Too主催の特別セミナー「.design surf seminar 2016 - デザインの向こう側にあるもの - 」が、2016年10月12日に虎ノ門ヒルズフォーラム(東京都港区虎ノ門、虎ノ門ヒルズ森タワー4F)で開催されました。

これからの時代にデザインの業界はどのように動いていくのか、いまデザインビジネスの最前線ではどのようなことが重要なのか、それらの答えを見つけるヒントとなるセミナーを9本用意いたしました。

本レポートでは、株式会社日本デザインセンター 大黒デザイン研究室による「コミュニケーションを軸にしたデザイン」について紹介します。

デザイナーに求められることが広がった今、領域を問わないデザインが必要

スピーカーは、株式会社日本デザインセンターで「大黒デザイン研究室」を率いるアートディレクター/グラフィックデザイナー、大黒大悟さん。

皇后美智子様の和歌のブックデザイン、武蔵野美術大学のパンフレット、無印良品のクリスマスキャンペーンのアートディレクション、国土交通省による全国23半島地域の振興を目的とした展覧会「半島のじかん」のアートディレクションなど、幅広いジャンルのクリエイティブに関わっています。

デザイナーに求められることがどんどん広がっている今、領域を問わないデザインをやらないといけないと語る大黒さん。例えばパッケージデザインだけでなくお店の店舗デザインや映像、Webなどそのブランド全般に渡って同じ印象を与えるような「One Design」で考える必要があるとのことです。

デザインする際にはスケール感覚を大切にしていること、背景を語れるものになっている必要があることなど、One Designでの考え方のヒントも解説しました。


最近の実績を紹介する大黒大悟さん

そして、アウトプットのクオリティはもちろんですが、コミュニケーションの仕方を考えることがより重要ということを、2つの事例を元に説明していきます。

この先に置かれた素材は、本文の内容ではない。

//! File-backed [`RefreshLock`] usable across unrelated processes on one machine.

// std
use std::{
	fs::{self, OpenOptions},
	io::{ErrorKind, Write},
	path::{Path, PathBuf},
	time::SystemTime,
};
// self
use crate::{
	_prelude::*,
	auth::CredentialKey,
	lock::{LockError, LockFuture, LockRecord, RefreshLock},
	store,
};

/// Advisory lock implemented as `<dir>/<key>.lock` created with `O_CREAT | O_EXCL`.
///
/// The file's existence is the mutex; its JSON body (`{pid, timestamp, owner}`) lets any
/// contender reclaim a lock whose holder crashed. A lock older than `stale_after` is removed
/// even if the holder is merely slow, so a refresh that outlives the threshold may overlap with
/// a second one. Release only unlinks the file while it still carries this handle's owner
/// nonce, which keeps a reclaimed holder from deleting its successor's lock. Reclaiming renames
/// the stale file to a per-handle tombstone before re-checking it, so two contenders racing on
/// the same stale lock cannot both win; the window left is the instant between retiring a
/// fresh lock by mistake and linking it back.
#[derive(Clone, Debug)]
pub struct FileLock {
	dir: PathBuf,
	stale_after: Duration,
	owner: String,
}
impl FileLock {
	/// Creates a lock handle rooted at `dir`. The directory is created on first use.
	pub fn new(dir: impl Into<PathBuf>, stale_after: Duration) -> Self {
		Self { dir: dir.into(), stale_after, owner: super::random_owner() }
	}

	/// Nonce written into every lock this handle acquires.
	pub fn owner(&self) -> &str {
		&self.owner
	}

	/// Path of the lock file for `key`.
	pub fn path_for(&self, key: &CredentialKey) -> PathBuf {
		self.dir.join(format!("{key}.lock"))
	}

	/// Reads the current lock record for `key`, if one exists and parses.
	pub fn inspect(&self, key: &CredentialKey) -> Option<LockRecord> {
		Self::read_record(&self.path_for(key)).ok()
	}

	fn acquire_now(&self, key: &CredentialKey) -> bool {
		if let Err(e) = store::ensure_private_dir(&self.dir) {
			tracing::warn!(dir = %self.dir.display(), error = %e, "Failed to prepare lock directory.");

			return false;
		}

		let path = self.path_for(key);

		self.create_or_reclaim(&path, true)
	}

	fn create_or_reclaim(&self, path: &Path, allow_reclaim: bool) -> bool {
		match self.create_exclusive(path) {
			Ok(()) => true,
			Err(e) if e.kind() == ErrorKind::AlreadyExists => {
				if allow_reclaim && self.reclaim_if_stale(path) {
					return self.create_or_reclaim(path, false);
				}

				false
			},
			Err(e) => {
				tracing::warn!(path = %path.display(), error = %e, "Failed to create lock file.");

				false
			},
		}
	}

	fn create_exclusive(&self, path: &Path) -> std::io::Result<()> {
		let mut options = OpenOptions::new();

		options.write(true).create_new(true);

		#[cfg(unix)]
		{
			use std::os::unix::fs::OpenOptionsExt;

			options.mode(0o600);
		}

		let mut file = options.open(path)?;
		let payload = serde_json::to_vec(&LockRecord::now(self.owner.as_str()))
			.map_err(std::io::Error::other)?;

		if let Err(e) = file.write_all(&payload) {
			drop(file);

			let _ = fs::remove_file(path);

			return Err(e);
		}

		Ok(())
	}

	fn reclaim_if_stale(&self, path: &Path) -> bool {
		match self.judge_stale(path) {
			Ok(true) => self.retire(path),
			Ok(false) => false,
			Err(e) if e.kind() == ErrorKind::NotFound => true,
			Err(e) => {
				tracing::warn!(path = %path.display(), error = %e, "Failed to inspect lock.");

				false
			},
		}
	}

	/// Moves a lock judged stale out of the way under a name only this handle uses.
	///
	/// A contender that judged the same record stale may have already replaced it with a fresh
	/// lock. The tombstone is therefore re-checked after the rename, and a fresh lock taken by
	/// mistake is linked back into place.
	fn retire(&self, path: &Path) -> bool {
		let tombstone = self.tombstone_for(path);

		match fs::rename(path, &tombstone) {
			Ok(()) => {},
			Err(e) if e.kind() == ErrorKind::NotFound => return false,
			Err(e) => {
				tracing::warn!(path = %path.display(), error = %e, "Failed to retire stale lock.");

				return false;
			},
		}

		let still_stale = self.judge_stale(&tombstone).unwrap_or(false);

		if !still_stale {
			if let Err(e) = fs::hard_link(&tombstone, path) {
				tracing::warn!(
					path = %path.display(),
					error = %e,
					"Failed to restore a lock retired by a racing contender."
				);
			}
		}
		if let Err(e) = fs::remove_file(&tombstone) {
			tracing::warn!(
				path = %tombstone.display(),
				error = %e,
				"Failed to remove lock tombstone."
			);
		}
		if still_stale {
			tracing::info!(path = %path.display(), "Reclaimed stale refresh lock.");
		}

		still_stale
	}

	fn judge_stale(&self, path: &Path) -> std::io::Result<bool> {
		match Self::read_record(path) {
			Ok(record) => Ok(record.is_stale_at(OffsetDateTime::now_utc(), self.stale_after)),
			Err(e) if e.kind() == ErrorKind::NotFound => Err(e),
			Err(e) if e.kind() == ErrorKind::InvalidData => {
				Ok(self.modified_age(path).is_some_and(|age| age > self.stale_after))
			},
			Err(e) => Err(e),
		}
	}

	fn tombstone_for(&self, path: &Path) -> PathBuf {
		let mut name = path.file_name().map(|n| n.to_os_string()).unwrap_or_default();

		name.push(format!(".{}.stale", self.owner));

		path.with_file_name(name)
	}

	fn modified_age(&self, path: &Path) -> Option<Duration> {
		let modified = fs::metadata(path).ok()?.modified().ok()?;
		let age = SystemTime::now().duration_since(modified).unwrap_or_default();

		Duration::try_from(age).ok()
	}

	fn read_record(path: &Path) -> std::io::Result<LockRecord> {
		let bytes = fs::read(path)?;

		serde_json::from_slice(&bytes).map_err(|e| std::io::Error::new(ErrorKind::InvalidData, e))
	}

	fn release_now(&self, key: &CredentialKey, check_owner: bool) -> Result<(), LockError> {
		let path = self.path_for(key);

		if check_owner {
			if let Ok(LockRecord { owner: Some(owner), pid, .. }) = Self::read_record(&path) {
				if owner != self.owner {
					tracing::warn!(
						path = %path.display(),
						holder_pid = pid,
						"Refresh lock was reclaimed by another holder; leaving it in place."
					);

					return Ok(());
				}
			}
		}

		match fs::remove_file(&path) {
			Ok(()) => Ok(()),
			Err(e) if e.kind() == ErrorKind::NotFound => Ok(()),
			Err(e) => Err(LockError::Backend {
				message: format!("Failed to remove {}: {e}", path.display()),
			}),
		}
	}
}
impl RefreshLock for FileLock {
	fn try_acquire<'a>(&'a self, key: &'a CredentialKey) -> LockFuture<'a, bool> {
		Box::pin(async move { Ok(self.acquire_now(key)) })
	}

	fn release<'a>(&'a self, key: &'a CredentialKey) -> LockFuture<'a, ()> {
		Box::pin(async move { self.release_now(key, true) })
	}

	fn force_release<'a>(&'a self, key: &'a CredentialKey) -> LockFuture<'a, ()> {
		Box::pin(async move { self.release_now(key, false) })
	}
}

高尾山のプロジェクトで「TAKAO 599 MUSEUM」の立ち上げ

東京都八王子市の高尾山のプロジェクトに参加し、高尾山の魅力や情報を伝えるミュージアム「TAKAO 599 MUSEUM」の立ち上げに奮闘した話を紹介しました。

建築空間の提案から展示のデザインや展示物のディレクションなどをトータルで手がけており、まさに領域を問わないデザイン=One Designの事例として大変興味深いものでした。


TAKAO 599 MUSEUMの展示の例

ただ情報を伝えるのではなく、訪れた方の好奇心をくすぐるコミュニケーションを目指し、コミュニケーションを軸にしたデザインが実現された空間に仕上がったようです。

マナーを教えるための「高尾山マナー講座」では、ムササビのキャラクターを使った思わず見たくなるアニメーションを制作、子どもにもわかりやすく押しつけがましくない見せ方を実現しました。ほかにも登山ルートを立体的に映像で見せるなどアニメーションを使った表現も多く、デザイナーの仕事の領域が広がっていることを実感させられた来場者も多かったと思います。


キャラクターを作りユーモアを交えマナーを説明したクリエイティブ

なお、TAKAO 599 MUSEUMは、2016年8月11日に開館1周年を迎え、年間来館者数は約30万人と好調。館内外サイン、展示物、グッズ、パンフレットなどを含めた総合的な空間づくりが評価され、「2016年グッドデザイン賞・ベスト100」にも選出されました。ほかにも「JAGDA賞」「NY ADC」「One Show」「Clio Award」「SDA優秀賞」など、国内外の賞を受賞しています。

じゃがいも焼酎「北海道 清里」をリデザイン

続いて、北海道清里町が造る日本初のじゃがいも焼酎のデザインを変更した事例を紹介しました。

長い期間をかけての町民との対話をもとにロゴを開発、パッケージも新しく生まれ変わらせました。予算がない中で工夫してパッケージをリニューアルしたエピソードは、今後同じようなプロジェクトに取り組む人のヒントになるでしょう。


リニューアルしたじゃがいも焼酎「北海道 清里」のパッケージ

まずは地域の人に理解してもらい地域の誇りと感じてもらえることが大切と、デザインのコンセプトなどを解説した冊子と焼酎とを配布した取り組みも興味深いものでした。

じゃがいも焼酎「北海道 清里」は、「NY ADC」「One Show」「グッドデザイン賞」など、国内外の賞を受賞しています。

質疑応答では、「地域のプロジェクトをどういう経緯で受託したのか」「デザイナーの範囲が広がっているが、特に力を入れた方がいいことは何か」といった質問に、大黒さんが真摯に答えました。

TAKAO 599 MUSEUMの事例は、写真や映像なども豊富に紹介され、そのクオリティに圧倒されるともに、実際にミュージアムに行ってみたいと思った人も多かったのではないでしょうか。

TAKAO 599 MUSEUM

大勢のお客様にご来場いただき、ありがとうございました。